Chief executive Bob Jordan said during Goldman Sachs’ industrials and materials conference on 5 December that Southwest’s more positive outlook is also based on a backdrop of strong demand for holiday travel and reduced passenger capacity throughout the USA.
“The holidays are coming in very strong,” he says. “I think the main thing is the tactical initiatives that we put into place to work the network, really work on the things that we are doing to mature the revenue-management system.”
Southwest now expects revenue per available seat mile to rise 5.5-7% year on year, versus its previous forecast of a 3.5-5.5% increase.
The carrier also expects fourth-quarter passenger capacity, as measured in available seat miles, to be down 4% relative to the October-December period of 2023.

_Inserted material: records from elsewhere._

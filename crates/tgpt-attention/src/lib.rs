//! # tgpt-attention
//!
//! Causal attention kernels for tgpt.
//!
//! Provides:
//! - Cached causal masking with a finite fill value
//! - Scaled dot-product (softmax) attention, weights exposed for dropout
//! - Positive orthogonal random features
//! - Linear-time causal attention with a streaming prefix state

pub mod linear;
pub mod mask;
pub mod random_features;
pub mod scaled_dot;

pub use linear::{causal_linear_attention, causal_linear_attention_logits, LinearAttention};
pub use mask::{causal_mask, CausalMask, MASK_FILL};
pub use random_features::{orthogonal_random_matrix, RandomFeatureMap, DEFAULT_SEED, FEATURE_EPS};
pub use scaled_dot::{apply_weights, attention_weights, scaled_dot_product_attention};
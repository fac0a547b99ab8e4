use std::fmt;

/// Element types a tensor can hold.
///
/// Layers compute in `F32`; token and position ids travel as `I32`.
#[derive(Debug, Clone, Copy, PartialEq, Eq, Hash)]
pub enum DType {
    /// 32-bit IEEE 754 single-precision float
    F32,
    /// 32-bit signed integer
    I32,
}

impl fmt::Display for DType {
    fn fmt(&self, f: &mut fmt::Formatter<'_>) -> fmt::Result {
        match self {
            DType::F32 => write!(f, "f32"),
            DType::I32 => write!(f, "i32"),
        }
    }
}

#[cfg(test)]
mod tests {
    use super::*;

    #[test]
    fn test_display() {
        assert_eq!(format!("{}", DType::F32), "f32");
        assert_eq!(format!("{}", DType::I32), "i32");
    }
}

Southwest’s end-of-year update mirrors that of leisure-focused competitor JetBlue Airways, which issued a brighter fourth-quarter outlook on 4 December. New York-based JetBlue also cites a strong demand environment and a financial turnaround plan that may be beginning to bear fruit.
Several US carriers are trimming their networks and introducing new seating options amid a broad shift toward higher-paying consumers.

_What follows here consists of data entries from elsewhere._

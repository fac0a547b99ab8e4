//! Single transformer block (post-norm).
//!
//! Block(x) = Norm2(MLP(n) + n), n = Norm1(MHA(x) + x)

use tgpt_core::{Result, Shape, Tensor, TgptError};
use tgpt_nn::module::prefixed;
use tgpt_nn::{Activation, LayerNorm, Module, Parameter, ProjectionKind};
use tracing::trace;

use crate::feed_forward::Mlp;
use crate::mha::{AttentionKind, MultiHeadAttention};

/// Block hyper-parameters. The feature width is taken from the input.
#[derive(Debug, Clone, PartialEq)]
pub struct BlockConfig {
    pub num_heads: usize,
    pub attn_dropout: f32,
    pub resid_dropout: f32,
    pub mlp_dropout: f32,
    pub scale: bool,
    pub projection: ProjectionKind,
    pub attention: AttentionKind,
    pub activation: Activation,
    pub seed: Option<u64>,
}

impl Default for BlockConfig {
    fn default() -> Self {
        Self {
            num_heads: 12,
            attn_dropout: 0.0,
            resid_dropout: 0.0,
            mlp_dropout: 0.0,
            scale: true,
            projection: ProjectionKind::Plain,
            attention: AttentionKind::Softmax,
            activation: Activation::Gelu,
            seed: None,
        }
    }
}

struct BlockState {
    nx: usize,
    attn: MultiHeadAttention,
    norm1: LayerNorm,
    mlp: Mlp,
    norm2: LayerNorm,
}

/// Attention and feed-forward sub-layers, each followed by a residual add
/// and its own layer norm.
pub struct TransformerBlock {
    config: BlockConfig,
    training: bool,
    state: Option<BlockState>,
}

impl TransformerBlock {
    pub fn new(config: BlockConfig) -> Self {
        Self {
            config,
            training: false,
            state: None,
        }
    }

    pub fn config(&self) -> &BlockConfig {
        &self.config
    }

    pub fn attention(&self) -> Option<&MultiHeadAttention> {
        self.state.as_ref().map(|s| &s.attn)
    }

    pub fn mlp(&self) -> Option<&Mlp> {
        self.state.as_ref().map(|s| &s.mlp)
    }

    fn build(&self, nx: usize) -> Result<BlockState> {
        let c = &self.config;
        let seed = c.seed;
        let attn = MultiHeadAttention::new(c.num_heads, nx)?
            .with_projection(c.projection)
            .with_dropout(c.attn_dropout, c.resid_dropout)?
            .with_attention(c.attention)?
            .with_scale(c.scale)?
            .with_seed(seed);
        let mlp = Mlp::new(c.activation, c.mlp_dropout)?
            .with_projection(c.projection)
            .with_seed(seed.map(|s| s.wrapping_add(16)));
        Ok(BlockState {
            nx,
            attn,
            norm1: LayerNorm::default(),
            mlp,
            norm2: LayerNorm::default(),
        })
    }
}

impl Module for TransformerBlock {
    fn configure(&mut self, input_shape: &[usize]) -> Result<Shape> {
        let nx = input_shape
            .last()
            .copied()
            .ok_or_else(|| TgptError::InvalidAxis { axis: -1, ndim: 0 })?;
        if let Some(state) = &self.state {
            if state.nx != nx {
                return Err(TgptError::ShapeMismatch {
                    expected: vec![state.nx],
                    got: vec![nx],
                });
            }
            return Ok(Shape::new(input_shape));
        }

        let mut state = self.build(nx)?;
        let a = state.attn.configure(input_shape)?;
        let n = state.norm1.configure(a.dims())?;
        let m = state.mlp.configure(n.dims())?;
        let out = state.norm2.configure(m.dims())?;
        state.attn.train(self.training);
        state.mlp.train(self.training);
        self.state = Some(state);
        Ok(out)
    }

    fn is_configured(&self) -> bool {
        self.state.is_some()
    }

    fn forward(&self, input: &Tensor) -> Result<Tensor> {
        let state = self
            .state
            .as_ref()
            .ok_or_else(|| TgptError::NotConfigured("TransformerBlock".into()))?;
        trace!(dims = ?input.dims(), "block forward");
        let a = state.attn.forward(input)?;
        let n = state.norm1.forward(&a.add(input)?)?;
        let m = state.mlp.forward(&n)?;
        state.norm2.forward(&m.add(&n)?)
    }

    fn named_parameters(&self) -> Vec<(String, &Parameter)> {
        match &self.state {
            Some(s) => {
                let mut params = prefixed("attn", s.attn.named_parameters());
                params.extend(prefixed("ln_1", s.norm1.named_parameters()));
                params.extend(prefixed("mlp", s.mlp.named_parameters()));
                params.extend(prefixed("ln_2", s.norm2.named_parameters()));
                params
            }
            None => vec![],
        }
    }

    fn train(&mut self, mode: bool) {
        self.training = mode;
        if let Some(s) = &mut self.state {
            s.attn.train(mode);
            s.mlp.train(mode);
        }
    }

    fn is_training(&self) -> bool {
        self.training
    }
}

#[cfg(test)]
mod tests {
    use super::*;

    fn block(num_heads: usize) -> TransformerBlock {
        TransformerBlock::new(BlockConfig {
            num_heads,
            seed: Some(3),
            ..BlockConfig::default()
        })
    }

    #[test]
    fn test_block_shape() {
        let mut b = block(4);
        let out = b.configure(&[2, 5, 16]).unwrap();
        assert_eq!(out.dims(), &[2, 5, 16]);
        let y = b.forward(&Tensor::randn(&[2, 5, 16])).unwrap();
        assert_eq!(y.dims(), &[2, 5, 16]);
    }

    #[test]
    fn test_output_is_normalized() {
        let mut b = block(2);
        b.configure(&[1, 3, 8]).unwrap();
        let y = b.forward(&Tensor::randn(&[1, 3, 8])).unwrap();
        for row in y.as_f32_slice().unwrap().chunks(8) {
            let mean: f32 = row.iter().sum::<f32>() / 8.0;
            let var: f32 = row.iter().map(|v| (v - mean).powi(2)).sum::<f32>() / 8.0;
            assert!(mean.abs() < 1e-4);
            assert!((var - 1.0).abs() < 1e-2, "var {}", var);
        }
    }

    #[test]
    fn test_head_divisibility_checked_at_configure() {
        let mut b = block(3);
        assert!(matches!(
            b.configure(&[1, 4, 10]),
            Err(TgptError::DimensionMismatch { dim: 10, heads: 3 })
        ));
        assert!(!b.is_configured());
    }

    #[test]
    fn test_parameters_and_train_mode() {
        let mut b = block(2);
        b.train(true);
        b.configure(&[1, 2, 8]).unwrap();
        assert!(b.attention().unwrap().is_training());
        assert!(b.mlp().unwrap().is_training());
        // c_attn w,b + c_proj w,b + ln g,b + c_fc w,b + c_proj w,b + ln g,b
        assert_eq!(b.parameters().len(), 12);
        assert!(b.state_dict().contains_key("attn.c_attn.w"));
        b.train(false);
        assert!(!b.attention().unwrap().is_training());
    }
}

Southwest says its “tactical actions” – including reducing passenger capacity, reworking its network and adopting new revenue-management strategies – are behind the more-optimistic fourth-quarter expectations.

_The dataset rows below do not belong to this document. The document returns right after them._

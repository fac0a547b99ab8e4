use smallvec::SmallVec;
use std::fmt;

use crate::error::TgptError;
use crate::Result;

/// Tensor shape with inline storage for up to five dimensions.
///
/// Attention intermediates are at most `[batch, heads, seq, seq]` or
/// `[batch, seq, heads, head_dim]`, so the inline capacity covers every tensor
/// the model produces.
#[derive(Clone, PartialEq, Eq, Hash)]
pub struct Shape {
    dims: SmallVec<[usize; 5]>,
}

impl Shape {
    pub fn new(dims: &[usize]) -> Self {
        Self {
            dims: SmallVec::from_slice(dims),
        }
    }

    pub fn scalar() -> Self {
        Self {
            dims: SmallVec::new(),
        }
    }

    /// Number of dimensions (rank).
    pub fn ndim(&self) -> usize {
        self.dims.len()
    }

    /// Total number of elements; a scalar holds one.
    pub fn numel(&self) -> usize {
        self.dims.iter().product()
    }

    pub fn dims(&self) -> &[usize] {
        &self.dims
    }

    pub fn dim(&self, axis: usize) -> Option<usize> {
        self.dims.get(axis).copied()
    }

    /// Size of the trailing axis, if any.
    pub fn last_dim(&self) -> Option<usize> {
        self.dims.last().copied()
    }

    pub fn is_scalar(&self) -> bool {
        self.dims.is_empty()
    }

    /// Resolve a possibly negative axis against this rank.
    pub fn normalize_axis(&self, axis: isize) -> Result<usize> {
        let ndim = self.ndim() as isize;
        let resolved = if axis < 0 { ndim + axis } else { axis };
        if resolved < 0 || resolved >= ndim {
            return Err(TgptError::InvalidAxis {
                axis,
                ndim: self.ndim(),
            });
        }
        Ok(resolved as usize)
    }

    /// Row-major strides for a contiguous layout.
    pub fn contiguous_strides(&self) -> SmallVec<[usize; 5]> {
        let ndim = self.dims.len();
        let mut strides = SmallVec::from_elem(1usize, ndim);
        for i in (0..ndim.saturating_sub(1)).rev() {
            strides[i] = strides[i + 1] * self.dims[i + 1];
        }
        strides
    }

    /// Numpy-style broadcast of two shapes, or `None` if incompatible.
    pub fn broadcast_with(&self, other: &Shape) -> Option<Shape> {
        let max_ndim = self.ndim().max(other.ndim());
        let mut result = SmallVec::with_capacity(max_ndim);

        for i in 0..max_ndim {
            let a = if i < self.ndim() {
                self.dims[self.ndim() - 1 - i]
            } else {
                1
            };
            let b = if i < other.ndim() {
                other.dims[other.ndim() - 1 - i]
            } else {
                1
            };

            match (a, b) {
                (a, b) if a == b => result.push(a),
                (1, b) => result.push(b),
                (a, 1) => result.push(a),
                _ => return None,
            }
        }

        result.reverse();
        Some(Shape { dims: result })
    }

    /// Resolve a reshape target where at most one entry may be `-1`.
    pub fn resolve_reshape(&self, target: &[isize]) -> Option<Shape> {
        let numel = self.numel();
        let mut inferred_idx = None;
        let mut known_product: usize = 1;

        for (i, &d) in target.iter().enumerate() {
            if d == -1 {
                if inferred_idx.replace(i).is_some() {
                    return None;
                }
            } else if d < 0 {
                return None;
            } else {
                known_product = known_product.checked_mul(d as usize)?;
            }
        }

        let mut dims: SmallVec<[usize; 5]> = target
            .iter()
            .map(|&d| if d == -1 { 0 } else { d as usize })
            .collect();

        if let Some(idx) = inferred_idx {
            if known_product == 0 || numel % known_product != 0 {
                return None;
            }
            dims[idx] = numel / known_product;
        }

        let resolved = Shape { dims };
        (resolved.numel() == numel).then_some(resolved)
    }

    /// Shape after reordering axes; `order` must be a permutation of `0..ndim`.
    pub fn permute(&self, order: &[usize]) -> Option<Shape> {
        if order.len() != self.ndim() {
            return None;
        }
        let mut seen = vec![false; order.len()];
        for &axis in order {
            if axis >= order.len() || std::mem::replace(&mut seen[axis], true) {
                return None;
            }
        }
        Some(Shape {
            dims: order.iter().map(|&axis| self.dims[axis]).collect(),
        })
    }
}

impl fmt::Debug for Shape {
    fn fmt(&self, f: &mut fmt::Formatter<'_>) -> fmt::Result {
        write!(f, "Shape({:?})", self.dims.as_slice())
    }
}

impl fmt::Display for Shape {
    fn fmt(&self, f: &mut fmt::Formatter<'_>) -> fmt::Result {
        write!(f, "[")?;
        for (i, d) in self.dims.iter().enumerate() {
            if i > 0 {
                write!(f, ", ")?;
            }
            write!(f, "{d}")?;
        }
        write!(f, "]")
    }
}

impl From<&[usize]> for Shape {
    fn from(dims: &[usize]) -> Self {
        Shape::new(dims)
    }
}

impl From<Vec<usize>> for Shape {
    fn from(dims: Vec<usize>) -> Self {
        Shape {
            dims: SmallVec::from_vec(dims),
        }
    }
}

impl<const N: usize> From<[usize; N]> for Shape {
    fn from(dims: [usize; N]) -> Self {
        Shape::new(&dims)
    }
}

#[cfg(test)]
mod tests {
    use super::*;

    #[test]
    fn test_scalar() {
        let s = Shape::scalar();
        assert_eq!(s.ndim(), 0);
        assert_eq!(s.numel(), 1);
        assert!(s.is_scalar());
    }

    #[test]
    fn test_contiguous_strides() {
        let s = Shape::new(&[2, 3, 4]);
        assert_eq!(s.contiguous_strides().as_slice(), &[12, 4, 1]);
    }

    #[test]
    fn test_normalize_axis() {
        let s = Shape::new(&[2, 3, 4]);
        assert_eq!(s.normalize_axis(-1).unwrap(), 2);
        assert_eq!(s.normalize_axis(0).unwrap(), 0);
        assert!(s.normalize_axis(3).is_err());
        assert!(s.normalize_axis(-4).is_err());
    }

    #[test]
    fn test_broadcast() {
        let c = Shape::new(&[3, 1]).broadcast_with(&Shape::new(&[1, 4])).unwrap();
        assert_eq!(c.dims(), &[3, 4]);

        let c = Shape::new(&[2, 5, 3]).broadcast_with(&Shape::new(&[3])).unwrap();
        assert_eq!(c.dims(), &[2, 5, 3]);

        assert!(Shape::new(&[2, 3]).broadcast_with(&Shape::new(&[4, 3])).is_none());
    }

    #[test]
    fn test_reshape() {
        let s = Shape::new(&[2, 3, 4]);
        assert_eq!(s.resolve_reshape(&[-1, 4]).unwrap().dims(), &[6, 4]);
        assert_eq!(s.resolve_reshape(&[2, -1]).unwrap().dims(), &[2, 12]);
        assert!(s.resolve_reshape(&[-1, -1]).is_none());
        assert!(s.resolve_reshape(&[5, 5]).is_none());
    }

    #[test]
    fn test_permute() {
        let s = Shape::new(&[2, 7, 4, 3]);
        assert_eq!(s.permute(&[0, 2, 1, 3]).unwrap().dims(), &[2, 4, 7, 3]);
        assert!(s.permute(&[0, 0, 1, 2]).is_none());
        assert!(s.permute(&[0, 1]).is_none());
    }
}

”The improvement… is driven by the combination of better-than-expected leisure travel demand and faster-than-expected benefits from actions taken to mature the company’s revenue management techniques and better optimise the booking curve,” Southwest says.
Specifically, Jordan Southwest has been focusing on boosting yields.
”Our flights are very full; they go out 90% or more full,” Jordan says. “You have to make sure you leave enough seats because demand is going to come in late, and if you don’t know the booking curve then you can fill those seats too quickly and not have enough to sell at the tail end.
“There’s been a lot of work to rework and refine the booking curves so that we have basically a lot of really good seats left to sell late into the holiday period.”
The Dallas-headquartered carrier expects the positive momentum to carry into 2025, which Southwest says supports the premise of its “Southwest. Even Better” plan to reverse a trend of poor financial performances. That plan will see the airline abandon its signature “open” seating system in favour of assigned seats and introduce multi-class aircraft cabins.